“A physician is obligated to consider more than a diseased organ, more even than the whole man – he must view the man in his world.” — Dr. Harvey Cushing
Fam Pract Manag. 2014;21(4):36
Author disclosure: no relevant financial affiliations disclosed.
The growing patient population, innumerable regulations, and intense financial and time pressures have compounded the challenges of primary care practice. To distribute the workload and achieve efficiencies, many practices are expanding the role of allied health professionals such as nurse practitioners and physician assistants or creating new roles, such as health education specialists.1
Although these team members certainly have a role in the evolving model of primary care, let's be candid: As a physician, it is unsettling to watch fundamental patient care tasks progressively being handed to others who may lack extensive medical training. It raises questions about whether the core functions of primary care physicians are unintentionally being diminished, whether the physician will eventually be reduced to a brief visitor during the encounter, and what constitutes a family physician.

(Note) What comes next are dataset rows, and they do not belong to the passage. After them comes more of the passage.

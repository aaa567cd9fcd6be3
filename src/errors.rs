//! Error types shared across the application.
//!
//! Every failure that can reach a client is mapped onto a stable
//! JSON-RPC error code here, so the wire surface never depends on
//! where inside the engine the failure originated.

use std::fmt::{Display, Formatter};

use crate::rpc::RpcError;

/// Shared application result type.
pub type Result<T> = std::result::Result<T, AppError>;

/// Application error enumeration covering all domain failure modes.
#[derive(Debug)]
pub enum AppError {
    /// Configuration parsing or validation failure.
    Config(String),
    /// Persistence failure when interacting with `SQLite`.
    Db(String),
    /// Request body is not parseable JSON.
    Parse(String),
    /// Body parsed but is not a valid JSON-RPC request envelope.
    InvalidRequest(String),
    /// Method string is not one of the recognized RPC methods.
    MethodNotFound(String),
    /// Params failed to decode or a message failed validation.
    InvalidParams(String),
    /// Router selected an agent id with no registered instance.
    AgentNotFound(String),
    /// Continuation referenced a task id not present in the registry.
    TaskNotFound(String),
    /// Duplicate task id or an illegal lifecycle transition.
    InvalidTaskState(String),
    /// Bearer token missing or failed validation.
    Unauthorized(String),
    /// Admission controller rejected the client.
    RateLimited {
        /// Seconds until the rejecting window frees a slot.
        retry_after: u64,
    },
    /// Failure raised inside agent execution logic.
    Agent(String),
    /// Agent execution exceeded its configured deadline.
    Timeout(String),
    /// Stream consumer went away; execution was cancelled cooperatively.
    Cancelled(String),
    /// Uncategorized failure; message is scrubbed before reaching clients.
    Internal(String),
}

/// JSON-RPC error code space used on the wire.
///
/// Protocol-level failures use the reserved `-327xx` codes, A2A domain
/// failures use the `-3200x` server range, and agent/timeout failures
/// keep their historical positive codes.
pub mod code {
    /// Envelope body is not parseable JSON.
    pub const PARSE_ERROR: i32 = -32700;
    /// Body is valid JSON but not a request envelope.
    pub const INVALID_REQUEST: i32 = -32600;
    /// Unrecognized method string.
    pub const METHOD_NOT_FOUND: i32 = -32601;
    /// Params failed to decode or validate.
    pub const INVALID_PARAMS: i32 = -32602;
    /// Scrubbed internal failure.
    pub const INTERNAL_ERROR: i32 = -32603;
    /// No registered agent under the selected id.
    pub const AGENT_NOT_FOUND: i32 = -32000;
    /// Referenced task is not live.
    pub const TASK_NOT_FOUND: i32 = -32001;
    /// Duplicate id or illegal lifecycle transition.
    pub const INVALID_TASK_STATE: i32 = -32002;
    /// Authentication required or rejected.
    pub const AUTHENTICATION_REQUIRED: i32 = -32003;
    /// Admission controller rejected the client.
    pub const RATE_LIMIT_EXCEEDED: i32 = -32004;
    /// Failure raised inside agent logic.
    pub const AGENT_EXECUTION: i32 = 4001;
    /// Execution exceeded its deadline.
    pub const TIMEOUT: i32 = 5001;
}

impl AppError {
    /// Stable JSON-RPC code for this failure kind.
    #[must_use]
    pub fn jsonrpc_code(&self) -> i32 {
        match self {
            Self::Parse(_) => code::PARSE_ERROR,
            Self::InvalidRequest(_) => code::INVALID_REQUEST,
            Self::MethodNotFound(_) => code::METHOD_NOT_FOUND,
            Self::InvalidParams(_) => code::INVALID_PARAMS,
            Self::AgentNotFound(_) => code::AGENT_NOT_FOUND,
            Self::TaskNotFound(_) => code::TASK_NOT_FOUND,
            Self::InvalidTaskState(_) => code::INVALID_TASK_STATE,
            Self::Unauthorized(_) => code::AUTHENTICATION_REQUIRED,
            Self::RateLimited { .. } => code::RATE_LIMIT_EXCEEDED,
            Self::Agent(_) => code::AGENT_EXECUTION,
            Self::Timeout(_) => code::TIMEOUT,
            Self::Config(_) | Self::Db(_) | Self::Cancelled(_) | Self::Internal(_) => {
                code::INTERNAL_ERROR
            }
        }
    }

    /// Whether this failure kind may expose its message to clients.
    ///
    /// Config, persistence, cancellation, and uncategorized failures are
    /// scrubbed; everything else carries a message the caller needs.
    #[must_use]
    pub fn is_domain(&self) -> bool {
        !matches!(
            self,
            Self::Config(_) | Self::Db(_) | Self::Cancelled(_) | Self::Internal(_)
        )
    }

    /// Convert into the wire-level error object.
    ///
    /// Internal failure details (paths, driver messages) never leak: any
    /// non-domain variant becomes a generic "Internal server error".
    #[must_use]
    pub fn to_rpc_error(&self) -> RpcError {
        let message = if self.is_domain() {
            self.to_string()
        } else {
            "Internal server error".to_owned()
        };
        let data = match self {
            Self::RateLimited { retry_after } => {
                Some(serde_json::json!({ "retryAfter": retry_after }))
            }
            _ => None,
        };
        RpcError {
            code: self.jsonrpc_code(),
            message,
            data,
        }
    }
}

impl Display for AppError {
    fn fmt(&self, f: &mut Formatter<'_>) -> std::fmt::Result {
        match self {
            Self::Config(msg) => write!(f, "config: {msg}"),
            Self::Db(msg) => write!(f, "db: {msg}"),
            Self::Parse(msg) => write!(f, "parse error: {msg}"),
            Self::InvalidRequest(msg) => write!(f, "invalid request: {msg}"),
            Self::MethodNotFound(method) => write!(f, "method not found: {method}"),
            Self::InvalidParams(msg) => write!(f, "invalid params: {msg}"),
            Self::AgentNotFound(agent_id) => write!(f, "agent not found: {agent_id}"),
            Self::TaskNotFound(task_id) => write!(f, "task not found: {task_id}"),
            Self::InvalidTaskState(msg) => write!(f, "invalid task state: {msg}"),
            Self::Unauthorized(msg) => write!(f, "unauthorized: {msg}"),
            Self::RateLimited { retry_after } => {
                write!(f, "rate limit exceeded, retry after {retry_after}s")
            }
            Self::Agent(msg) => write!(f, "agent execution failed: {msg}"),
            Self::Timeout(msg) => write!(f, "timeout: {msg}"),
            Self::Cancelled(msg) => write!(f, "cancelled: {msg}"),
            Self::Internal(msg) => write!(f, "internal: {msg}"),
        }
    }
}

impl std::error::Error for AppError {}

impl From<toml::de::Error> for AppError {
    fn from(err: toml::de::Error) -> Self {
        Self::Config(format!("invalid config: {err}"))
    }
}

impl From<sqlx::Error> for AppError {
    fn from(err: sqlx::Error) -> Self {
        Self::Db(err.to_string())
    }
}
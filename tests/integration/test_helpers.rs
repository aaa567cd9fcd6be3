//! Shared helpers for HTTP-level integration tests.
//!
//! Spawns the full server stack on an ephemeral port so individual
//! test modules can drive the protocol with a plain HTTP client and
//! inspect the live registry through the shared state handle.

use std::future::Future;
use std::pin::Pin;
use std::sync::Arc;
use std::time::Duration;

use agent_exchange::agents::simple::SimpleAgent;
use agent_exchange::agents::{Agent, AgentRegistry};
use agent_exchange::models::{AgentSkill, Task, TaskResponse};
use agent_exchange::server::{self, AppState};
use agent_exchange::{AppError, GlobalConfig};
use serde_json::{json, Value};
use tokio_util::sync::CancellationToken;

/// A running test server plus the handles tests need to observe it.
pub struct TestServer {
    pub base_url: String,
    pub state: AppState,
    ct: CancellationToken,
}

impl Drop for TestServer {
    fn drop(&mut self) {
        self.ct.cancel();
    }
}

/// Config suitable for test isolation: localhost, short agent deadline,
/// generous rate limits so unrelated tests never trip admission.
pub fn test_config() -> GlobalConfig {
    GlobalConfig::from_toml_str(
        r#"
host = "127.0.0.1"

[limits]
rate_limit_rpm = 1000
rate_limit_burst = 1000

[timeouts]
agent_seconds = 5
stream_keepalive_seconds = 1
"#,
    )
    .expect("valid test config")
}

/// Registry holding one fast default agent.
pub fn default_agents(config: &GlobalConfig) -> AgentRegistry {
    let mut agents = AgentRegistry::new();
    agents.register(
        &config.default_agent,
        Arc::new(
            SimpleAgent::new("Test Agent", "integration test agent", "hello from the agent")
                .with_delay(Duration::from_millis(5)),
        ),
    );
    agents
}

/// Spawn the server on an ephemeral port and wait for it to bind.
pub async fn spawn_server(mut config: GlobalConfig, agents: AgentRegistry) -> TestServer {
    // Discover a free port, release it, and hand it to the server.
    let listener = tokio::net::TcpListener::bind("127.0.0.1:0")
        .await
        .expect("bind ephemeral");
    let port = listener.local_addr().expect("local addr").port();
    drop(listener);

    config.host = "127.0.0.1".to_owned();
    config.http_port = port;

    let state = AppState::new(config, agents, None);
    let ct = CancellationToken::new();

    let server_state = state.clone();
    let server_ct = ct.clone();
    tokio::spawn(async move {
        let _ = server::serve(server_state, server_ct).await;
    });
    tokio::time::sleep(Duration::from_millis(200)).await;

    TestServer {
        base_url: format!("http://127.0.0.1:{port}"),
        state,
        ct,
    }
}

/// Spawn a server with the standard test config and default agent.
pub async fn spawn_default_server() -> TestServer {
    let config = test_config();
    let agents = default_agents(&config);
    spawn_server(config, agents).await
}

/// Build a `message/send` envelope with one text part.
#[must_use]
pub fn send_envelope(id: &str, text: &str) -> Value {
    json!({
        "jsonrpc": "2.0",
        "method": "message/send",
        "params": {
            "message": {
                "role": "user",
                "parts": [{ "kind": "text", "text": text }],
            },
        },
        "id": id,
    })
}

/// Build a `message/stream` envelope with one text part.
#[must_use]
pub fn stream_envelope(id: &str, text: &str) -> Value {
    let mut envelope = send_envelope(id, text);
    envelope["method"] = json!("message/stream");
    envelope
}

/// Parse an SSE body into the JSON payload of each data frame,
/// skipping keep-alive comments.
#[must_use]
pub fn sse_frames(body: &str) -> Vec<Value> {
    body.lines()
        .filter_map(|line| line.strip_prefix("data:"))
        .map(str::trim)
        .filter(|data| !data.is_empty())
        .map(|data| serde_json::from_str(data).expect("frame is valid JSON"))
        .collect()
}

/// Agent whose execution always fails, for error-path tests.
///
/// Routes on the word "explode" so tests can target it explicitly
/// alongside the default agent.
pub struct FailingAgent {
    skills: Vec<AgentSkill>,
}

impl FailingAgent {
    #[must_use]
    pub fn new() -> Self {
        let skill = AgentSkill::new("explode", "Explode", "Always fails")
            .with_examples(vec!["explode".into()]);
        Self {
            skills: vec![skill],
        }
    }
}

impl Agent for FailingAgent {
    fn name(&self) -> &str {
        "Failing Agent"
    }

    fn description(&self) -> &str {
        "Fails every task"
    }

    fn skills(&self) -> &[AgentSkill] {
        &self.skills
    }

    fn execute<'a>(
        &'a self,
        _task: &'a Task,
    ) -> Pin<Box<dyn Future<Output = agent_exchange::Result<TaskResponse>> + Send + 'a>> {
        Box::pin(async move { Err(AppError::Agent("simulated agent failure".into())) })
    }
}
//! Route handlers for the RPC, discovery, health, and debug endpoints.
//!
//! Every RPC failure leaves as a JSON-RPC error envelope. Only
//! authentication rejections change the HTTP status; protocol-level
//! failures ride a 200 so envelope-aware clients see one shape.

use std::sync::Arc;

use axum::extract::State;
use axum::http::{header, HeaderMap, StatusCode};
use axum::response::sse::{KeepAlive, Sse};
use axum::response::{IntoResponse, Response};
use axum::Json;
use chrono::Utc;
use serde_json::{json, Value};
use tracing::debug;

use crate::auth::{bearer_token, CredentialValidator};
use crate::dispatch;
use crate::errors::{AppError, Result};
use crate::models::{AgentAuthentication, AgentCapabilities, AgentCard};
use crate::rpc::{decode_request, parse_value, JsonRpcRequest, JsonRpcResponse};
use crate::streaming::stream_task;

use super::AppState;

/// `POST /rpc` JSON-RPC endpoint.
pub async fn rpc(State(state): State<AppState>, headers: HeaderMap, body: String) -> Response {
    if let Err(err) = authenticate(&state, &headers) {
        let envelope = JsonRpcResponse::from_app_error(Value::Null, &err);
        return (StatusCode::UNAUTHORIZED, Json(envelope)).into_response();
    }

    let value = match parse_value(&body) {
        Ok(value) => value,
        Err(err) => {
            return Json(JsonRpcResponse::from_app_error(Value::Null, &err)).into_response();
        }
    };

    // Keep whatever id the caller sent even when the envelope itself
    // fails to decode, so the error can still be correlated.
    let salvaged_id = value.get("id").cloned().unwrap_or(Value::Null);

    let request = match decode_request(value) {
        Ok(request) => request,
        Err(err) => {
            return Json(JsonRpcResponse::from_app_error(salvaged_id, &err)).into_response();
        }
    };

    match request.method.as_str() {
        "message/send" => {
            let envelope = match dispatch::handle_send(&state, &request).await {
                Ok(result) => JsonRpcResponse::result(request.id_value(), result),
                Err(err) => JsonRpcResponse::from_app_error(request.id_value(), &err),
            };
            Json(envelope).into_response()
        }
        "message/stream" if !state.config.enable_streaming => {
            let err = AppError::MethodNotFound("message/stream".to_owned());
            Json(JsonRpcResponse::from_app_error(request.id_value(), &err)).into_response()
        }
        "message/stream" => message_stream(&state, &request).await,
        other => {
            let err = AppError::MethodNotFound(other.to_owned());
            Json(JsonRpcResponse::from_app_error(request.id_value(), &err)).into_response()
        }
    }
}

/// Enforce the optional bearer credential on the RPC boundary.
///
/// A presented token is always validated; a missing one is rejected
/// only when configuration requires authentication.
fn authenticate(state: &AppState, headers: &HeaderMap) -> Result<()> {
    let token = headers
        .get(header::AUTHORIZATION)
        .and_then(|value| value.to_str().ok())
        .and_then(bearer_token);
    match token {
        Some(token) => {
            let claims = state.validator.validate(token)?;
            debug!(sub = %claims.sub, "request authenticated");
            Ok(())
        }
        None if state.config.auth.required => {
            Err(AppError::Unauthorized("missing bearer token".to_owned()))
        }
        None => Ok(()),
    }
}

/// Admit a streaming request and hand the task to the SSE pipeline.
async fn message_stream(state: &AppState, request: &JsonRpcRequest) -> Response {
    let request_id = request.id_value();
    match dispatch::prepare_task(state, request).await {
        Ok((task, agent)) => {
            let stream = stream_task(
                Arc::clone(&state.tasks),
                agent,
                task,
                request_id,
                state.config.agent_timeout(),
            );
            Sse::new(stream)
                .keep_alive(
                    KeepAlive::new()
                        .interval(state.config.stream_keepalive())
                        .text("keepalive"),
                )
                .into_response()
        }
        Err(err) => Json(JsonRpcResponse::from_app_error(request_id, &err)).into_response(),
    }
}

/// `GET /.well-known/agent.json` discovery document.
///
/// Capabilities are the union of every registered agent's declared
/// set; the streaming flag can be masked off in configuration.
pub async fn agent_card(State(state): State<AppState>) -> Json<AgentCard> {
    let mut capabilities = AgentCapabilities {
        streaming: false,
        push_notifications: false,
        state_transition_history: false,
        multi_turn: false,
        file_upload: false,
        file_download: false,
    };
    let mut skills = Vec::new();
    for (_, agent) in state.agents.iter() {
        capabilities.merge_from(&agent.capabilities());
        skills.extend(agent.skills().iter().cloned());
    }
    capabilities.streaming &= state.config.enable_streaming;

    Json(AgentCard {
        name: state.config.app_name.clone(),
        description: "A2A protocol server dispatching tasks to pluggable agents".to_owned(),
        version: env!("CARGO_PKG_VERSION").to_owned(),
        url: state.config.base_url(),
        capabilities,
        authentication: AgentAuthentication {
            schemes: vec!["bearer".to_owned()],
            required: state.config.auth.required,
        },
        skills,
        default_input_modes: default_modes(),
        default_output_modes: default_modes(),
        supports_authenticated_extended_card: false,
    })
}

fn default_modes() -> Vec<String> {
    vec!["text/plain".to_owned(), "application/json".to_owned()]
}

/// `GET /health` liveness document, read-only.
pub async fn health(State(state): State<AppState>) -> Json<Value> {
    Json(json!({
        "status": "healthy",
        "active_tasks": state.tasks.len(),
        "registered_agents": state.agents.len(),
        "timestamp": Utc::now().to_rfc3339(),
    }))
}

/// `GET /debug/tasks` snapshot of the live registry.
pub async fn debug_tasks(State(state): State<AppState>) -> Json<Value> {
    let tasks = state.tasks.snapshot();
    let total = tasks.len();
    Json(json!({
        "active_tasks": tasks,
        "total_count": total,
    }))
}

/// `GET /debug/config` snapshot of the effective configuration.
///
/// The auth secret never leaves the process; only a redaction marker
/// appears in its place.
pub async fn debug_config(State(state): State<AppState>) -> Json<Value> {
    let config = &state.config;
    Json(json!({
        "app_name": config.app_name,
        "host": config.host,
        "http_port": config.http_port,
        "debug": config.debug,
        "enable_streaming": config.enable_streaming,
        "default_agent": config.default_agent,
        "allowed_origins": config.allowed_origins,
        "db_path": config.db_path,
        "limits": {
            "rate_limit_rpm": config.limits.rate_limit_rpm,
            "rate_limit_burst": config.limits.rate_limit_burst,
            "max_request_size": config.limits.max_request_size,
        },
        "timeouts": {
            "agent_seconds": config.timeouts.agent_seconds,
            "stream_keepalive_seconds": config.timeouts.stream_keepalive_seconds,
            "slow_request_millis": config.timeouts.slow_request_millis,
        },
        "retention": {
            "task_grace_seconds": config.retention.task_grace_seconds,
            "client_idle_seconds": config.retention.client_idle_seconds,
        },
        "auth": {
            "required": config.auth.required,
            "secret": "[redacted]",
        },
    }))
}

/// `GET /debug/agents` descriptor snapshot of registered agents.
pub async fn debug_agents(State(state): State<AppState>) -> Json<Value> {
    let mut agents = serde_json::Map::new();
    for (agent_id, agent) in state.agents.iter() {
        agents.insert(
            agent_id.to_owned(),
            json!({
                "name": agent.name(),
                "description": agent.description(),
                "version": agent.version(),
                "skills": agent.skills(),
            }),
        );
    }
    let total = agents.len();
    Json(json!({
        "agents": agents,
        "total_count": total,
    }))
}
//! HTTP surface for the A2A protocol engine.
//!
//! Mounts the JSON-RPC endpoint, the discovery document, and the
//! health and debug routes behind an axum router, with admission
//! control and response hygiene applied as middleware.

pub mod handlers;
pub mod middleware;

use std::net::SocketAddr;
use std::sync::Arc;

use axum::extract::DefaultBodyLimit;
use axum::http::HeaderValue;
use axum::routing::{get, post};
use axum::Router;
use tokio_util::sync::CancellationToken;
use tower_http::cors::{Any, CorsLayer};
use tracing::info;

use crate::admission::RateLimiter;
use crate::agents::AgentRegistry;
use crate::auth::JwtValidator;
use crate::config::GlobalConfig;
use crate::persistence::task_repo::TaskRepo;
use crate::registry::TaskRegistry;
use crate::{AppError, Result};

/// Shared state handed to every handler and stateful middleware.
#[derive(Clone)]
pub struct AppState {
    /// Immutable runtime configuration.
    pub config: Arc<GlobalConfig>,
    /// Registered agent instances, fixed after startup.
    pub agents: Arc<AgentRegistry>,
    /// Authoritative in-process record of live tasks.
    pub tasks: Arc<TaskRegistry>,
    /// Per-client sliding admission windows.
    pub limiter: Arc<RateLimiter>,
    /// Bearer credential validator for the RPC boundary.
    pub validator: Arc<JwtValidator>,
    /// Durable task store; absent when no database is configured.
    pub store: Option<TaskRepo>,
}

impl AppState {
    /// Assemble shared state from configuration and registered agents.
    #[must_use]
    pub fn new(config: GlobalConfig, agents: AgentRegistry, store: Option<TaskRepo>) -> Self {
        let limiter = RateLimiter::new(
            config.limits.rate_limit_rpm,
            config.limits.rate_limit_burst,
        );
        let validator = JwtValidator::new(&config.auth.secret);
        Self {
            config: Arc::new(config),
            agents: Arc::new(agents),
            tasks: Arc::new(TaskRegistry::new()),
            limiter: Arc::new(limiter),
            validator: Arc::new(validator),
            store,
        }
    }
}

/// Build the application router with all middleware layers applied.
///
/// Debug routes are mounted only when `debug` is set; in release
/// configurations those paths fall through to 404.
#[must_use]
pub fn build_router(state: AppState) -> Router {
    let mut router = Router::new()
        .route("/rpc", post(handlers::rpc))
        .route("/.well-known/agent.json", get(handlers::agent_card))
        .route("/health", get(handlers::health));

    if state.config.debug {
        router = router
            .route("/debug/tasks", get(handlers::debug_tasks))
            .route("/debug/agents", get(handlers::debug_agents))
            .route("/debug/config", get(handlers::debug_config));
    }

    let cors = cors_layer(&state.config);
    // Replaces axum's built-in 2 MiB extraction limit so the ceiling
    // enforced on the body is the configured one; the middleware's
    // Content-Length check only covers requests that declare a length.
    let body_limit = DefaultBodyLimit::max(
        usize::try_from(state.config.limits.max_request_size).unwrap_or(usize::MAX),
    );

    // Layers apply inside-out: the last layer added runs first, so CORS
    // wraps the security gate which wraps request logging.
    router
        .layer(body_limit)
        .layer(axum::middleware::from_fn_with_state(
            state.clone(),
            middleware::request_log,
        ))
        .layer(axum::middleware::from_fn_with_state(
            state.clone(),
            middleware::security_gate,
        ))
        .layer(cors)
        .with_state(state)
}

/// CORS policy from the configured origin list.
///
/// A literal `"*"` entry opens the endpoint to any origin; otherwise
/// only origins that parse as valid header values are allowed and
/// credentialed requests are permitted.
fn cors_layer(config: &GlobalConfig) -> CorsLayer {
    let layer = CorsLayer::new().allow_methods(Any).allow_headers(Any);
    if config.allowed_origins.iter().any(|origin| origin == "*") {
        layer.allow_origin(Any)
    } else {
        let origins: Vec<HeaderValue> = config
            .allowed_origins
            .iter()
            .filter_map(|origin| origin.parse().ok())
            .collect();
        layer.allow_origin(origins).allow_credentials(true)
    }
}

/// Start the HTTP transport and serve until the token is cancelled.
///
/// # Errors
///
/// Returns `AppError::Config` if the listener fails to bind or the
/// server loop exits with an I/O failure.
pub async fn serve(state: AppState, ct: CancellationToken) -> Result<()> {
    let bind = state.config.bind_addr();
    let app_name = state.config.app_name.clone();
    let router = build_router(state);

    let listener = tokio::net::TcpListener::bind(&bind)
        .await
        .map_err(|err| AppError::Config(format!("failed to bind {bind}: {err}")))?;

    info!(%bind, %app_name, "starting A2A HTTP transport");

    axum::serve(
        listener,
        router.into_make_service_with_connect_info::<SocketAddr>(),
    )
    .with_graceful_shutdown(async move { ct.cancelled().await })
    .await
    .map_err(|err| AppError::Config(format!("HTTP server error: {err}")))?;

    info!("A2A HTTP transport shut down");
    Ok(())
}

As we are confronted by models that further decrease physician contact with patients, the biggest risk is that we could lose any semblance of a communicative, trusting doctor-patient relationship. Physicians who provide patient-centered communication tend to have longer encounters,2 which reportedly results in greater patient-doctor trust.3 This begs the question: Shouldn't we be focusing on team models that increase and enhance the physician's time with patients, not ones that decrease it?
On our current path, we may soon find “co-visits” to be the norm, with the physician performing a cursory exam and handing off the patient to someone else to discuss medications, conditions, and recommendations. These are key foundations of medical practice and important components of any family physician's education.
We owe to it our patients, colleagues, and ourselves to consider practical ways to streamline primary care practice. However, we should identify and avoid, or at least modify, approaches that threaten the most fundamental components of primary care: the physician's holistic knowledge of the patient and the establishment of trusted communication between the patient and his or her physician.